Pour justifier leur résistance à la conciliation, à la transaction hautement proclamée par le ministère, il faudrait prouver, ou que toute transaction est impossible, ou que le ministère a déjà montré par ses actes qu’elle n’est qu’un leurre, que le cabinet est dominé par un parti, qu’il ne songe qu’à satisfaire les prétentions, qu’à réaliser les utopies de la gauche.

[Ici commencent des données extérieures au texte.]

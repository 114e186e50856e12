//! # Container Repository
//!
//! A named-slot key/value container over the `kv_store` table. The item
//! store keeps its whole collection in one slot; nothing here knows what the
//! text means.

use sqlx::SqlitePool;
use tracing::debug;
use whatstock_core::Timestamp;

use crate::error::DbResult;

/// Repository for raw slot access.
#[derive(Debug, Clone)]
pub struct ContainerRepository {
    pool: SqlitePool,
}

impl ContainerRepository {
    /// Creates a new ContainerRepository.
    pub fn new(pool: SqlitePool) -> Self {
        ContainerRepository { pool }
    }

    /// Reads a slot. `None` when the slot has never been written or was removed.
    pub async fn get(&self, key: &str) -> DbResult<Option<String>> {
        let value: Option<String> = sqlx::query_scalar("SELECT value FROM kv_store WHERE key = ?1")
            .bind(key)
            .fetch_optional(&self.pool)
            .await?;

        Ok(value)
    }

    /// Writes a slot, replacing any previous content.
    pub async fn put(&self, key: &str, value: &str) -> DbResult<()> {
        debug!(key = %key, bytes = value.len(), "Writing container slot");

        sqlx::query(
            r#"
            INSERT INTO kv_store (key, value, updated_at)
            VALUES (?1, ?2, ?3)
            ON CONFLICT(key) DO UPDATE SET
                value = excluded.value,
                updated_at = excluded.updated_at
            "#,
        )
        .bind(key)
        .bind(value)
        .bind(Timestamp::now().format())
        .execute(&self.pool)
        .await?;

        Ok(())
    }

    /// Removes a slot. Returns whether it existed.
    pub async fn remove(&self, key: &str) -> DbResult<bool> {
        debug!(key = %key, "Removing container slot");

        let result = sqlx::query("DELETE FROM kv_store WHERE key = ?1")
            .bind(key)
            .execute(&self.pool)
            .await?;

        Ok(result.rows_affected() > 0)
    }
}

#[cfg(test)]
mod tests {
    use crate::{Database, DbConfig};

    #[tokio::test]
    async fn test_put_get_remove() {
        let db = Database::new(DbConfig::in_memory()).await.unwrap();
        let slots = db.container();

        assert_eq!(slots.get("k").await.unwrap(), None);

        slots.put("k", "one").await.unwrap();
        slots.put("k", "two").await.unwrap();
        assert_eq!(slots.get("k").await.unwrap().as_deref(), Some("two"));

        assert!(slots.remove("k").await.unwrap());
        assert!(!slots.remove("k").await.unwrap());
        assert_eq!(slots.get("k").await.unwrap(), None);
    }
}
//! # whatstock-transport: Request Façade for WhatStock
//!
//! One logical inventory API, answered either in-process (hosted, inside the
//! desktop shell) or over HTTP (served, for a browser client). Callers can't
//! tell the difference: routes, status codes, bodies, id generation, default
//! coalescing and date handling are the same either way.
//!
//! ## Architecture Overview
//! ```text
//! ┌─────────────────────────────────────────────────────────────────────────┐
//! │                        Request Flow                                     │
//! │                                                                         │
//! │  caller ──► QueryClient (cache, optional)                              │
//! │                 │                                                       │
//! │                 ▼                                                       │
//! │             ApiClient::request(method, url, data)                      │
//! │                 │                                                       │
//! │                 ▼   Arc<dyn Transport>, chosen once by TransportSelector│
//! │        ┌────────┴──────────────────┐                                   │
//! │        ▼                           ▼                                    │
//! │  LocalTransport               HttpTransport ──HTTP──► InventoryServer  │
//! │        │                                                   │           │
//! │        ▼                                                   ▼           │
//! │  LocalRouter ◄──────────────── same router ───────── LocalRouter       │
//! │        │                                                   │           │
//! │        ▼                                                   ▼           │
//! │  InventoryStore (whatstock-db)                    InventoryStore       │
//! └─────────────────────────────────────────────────────────────────────────┘
//! ```
//!
//! ## Module Organization
//!
//! - [`config`] - `AppConfig` (transport mode, base URL, storage, server)
//! - [`error`] - Transport error types
//! - [`router`] - `LocalRouter`, method + path to store operation
//! - [`response`] - `ApiResponse`
//! - [`transport`] - `Transport` trait, hosted/served implementations, selector
//! - [`client`] - `ApiClient`, the request façade
//! - [`query`] - `QueryClient`, key-path query cache
//! - [`server`] - `InventoryServer`, the served-mode backend
//!
//! ## Usage
//!
//! ```rust,ignore
//! use whatstock_transport::{AppConfig, TransportSelector};
//!
//! let config = AppConfig::load_or_default(None);
//! let api = TransportSelector::new(&config.transport)
//!     .connect(&config.storage)
//!     .await?;
//!
//! let items = api.list_items().await?;
//! ```

// =============================================================================
// Module Declarations
// =============================================================================

pub mod client;
pub mod config;
pub mod error;
pub mod query;
pub mod response;
pub mod router;
pub mod server;
pub mod transport;

// =============================================================================
// Re-exports
// =============================================================================

pub use client::ApiClient;
pub use config::{AppConfig, ServerSettings, StorageSettings, TransportMode, TransportSettings};
pub use error::{TransportError, TransportResult};
pub use query::{QueryClient, QueryOptions, UnauthorizedBehavior};
pub use response::ApiResponse;
pub use router::{LocalRouter, RouteResponse};
pub use server::{InventoryServer, ServerHandle};
pub use transport::{
    EnvironmentProbe, FixedProbe, HttpTransport, LocalTransport, ShellEnvProbe, Transport,
    TransportKind, TransportSelector,
};
impl TransportSelector {
    /// Resolves with the default [`ShellEnvProbe`].
    pub fn new(settings: &TransportSettings) -> Self {
        Self::with_probe(settings, &ShellEnvProbe::default())
    }

    /// Resolves with `probe`. The probe is consulted at most once, and only in
    /// auto mode.
    pub fn with_probe(settings: &TransportSettings, probe: &dyn EnvironmentProbe) -> Self {
        let kind = match settings.mode {
            TransportMode::Hosted => TransportKind::Hosted,
            TransportMode::Served => TransportKind::Served,
            TransportMode::Auto => {
                if probe.is_hosted() {
                    TransportKind::Hosted
                } else {
                    TransportKind::Served
                }
            }
        };

        info!(mode = %settings.mode, kind = %kind, "Transport selected");

        TransportSelector {
            kind,
            settings: settings.clone(),
        }
    }

    /// The resolved kind.
    pub fn kind(&self) -> TransportKind {
        self.kind
    }

    /// Builds the transport, opening the local database when hosted.
    pub async fn open(&self, storage: &StorageSettings) -> TransportResult<Arc<dyn Transport>> {
        match self.kind {
            TransportKind::Hosted => {
                let path = storage.resolve_database_path();
                if let Some(parent) = path.parent().filter(|p| !p.as_os_str().is_empty()) {
                    std::fs::create_dir_all(parent)
                        .map_err(|e| TransportError::DatabaseError(e.to_string()))?;
                }
                let db = Database::new(DbConfig::new(path)).await?;
                Ok(self.hosted(db.inventory()))
            }
            TransportKind::Served => self.served(),
        }
    }

    /// Builds the transport over an existing store when hosted.
    pub fn with_store(&self, store: InventoryStore) -> TransportResult<Arc<dyn Transport>> {
        match self.kind {
            TransportKind::Hosted => Ok(self.hosted(store)),
            TransportKind::Served => self.served(),
        }
    }

    /// Opens the transport and wraps it in a façade on the configured API root.
    pub async fn connect(&self, storage: &StorageSettings) -> TransportResult<ApiClient> {
        let transport = self.open(storage).await?;
        Ok(ApiClient::from_settings(transport, &self.settings))
    }

    /// [`connect`](Self::connect) over an existing store.
    pub fn connect_with_store(&self, store: InventoryStore) -> TransportResult<ApiClient> {
        let transport = self.with_store(store)?;
        Ok(ApiClient::from_settings(transport, &self.settings))
    }

    fn hosted(&self, store: InventoryStore) -> Arc<dyn Transport> {
        let router = LocalRouter::new(store).with_api_root(self.settings.api_root.clone());
        Arc::new(LocalTransport::with_router(router))
    }

    fn served(&self) -> TransportResult<Arc<dyn Transport>> {
        let transport = HttpTransport::new(
            self.settings.base_url.clone(),
            self.settings.request_timeout(),
        )?;
        Ok(Arc::new(transport))
    }
}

Que toute transaction soit impossible, quelques personnes l’ont affirmé : nul ne l’a démontré. Nous l’avons déjà dit, et il importe de le répéter, dans les temps de révolution, nul ne peut se flatter, à quelque parti qu’il ait appartenu, de n’avoir jamais franchi d’une ligne la juste mesure, de ne s’être jamais écarté de cette modération qui distingue dans les temps ordinaires tous les hommes sensés, tous les esprits vraiment politiques. Sans doute les hommes d’opposition, dans ces temps de crise, s’emportent et s’exaltent bien plus que les hommes de la résistance. Cela a été vrai surtout dans la dernière révolution : le parti conservateur, bien que vivement appuyé, disons même excité par la majorité du pays, a eu la gloire, et M. le président du conseil a le droit d’en réclamer sa part, de maintenir la révolution dans ses justes limites sans porter à nos libertés de rudes atteintes, sans demander à la justice sociale de sanglantes répressions. Mais, par cela même, il eût été à la fois naturel et facile de tendre, au retour du calme, sur le terrain de la charte et de la légalité, la main à la gauche constitutionnelle, qui se rapprochait du gouvernement, qui en comprenait les conditions et les nécessités, et qui se personnifiait dans un homme d’un caractère élevé, d’un esprit grave et sérieux.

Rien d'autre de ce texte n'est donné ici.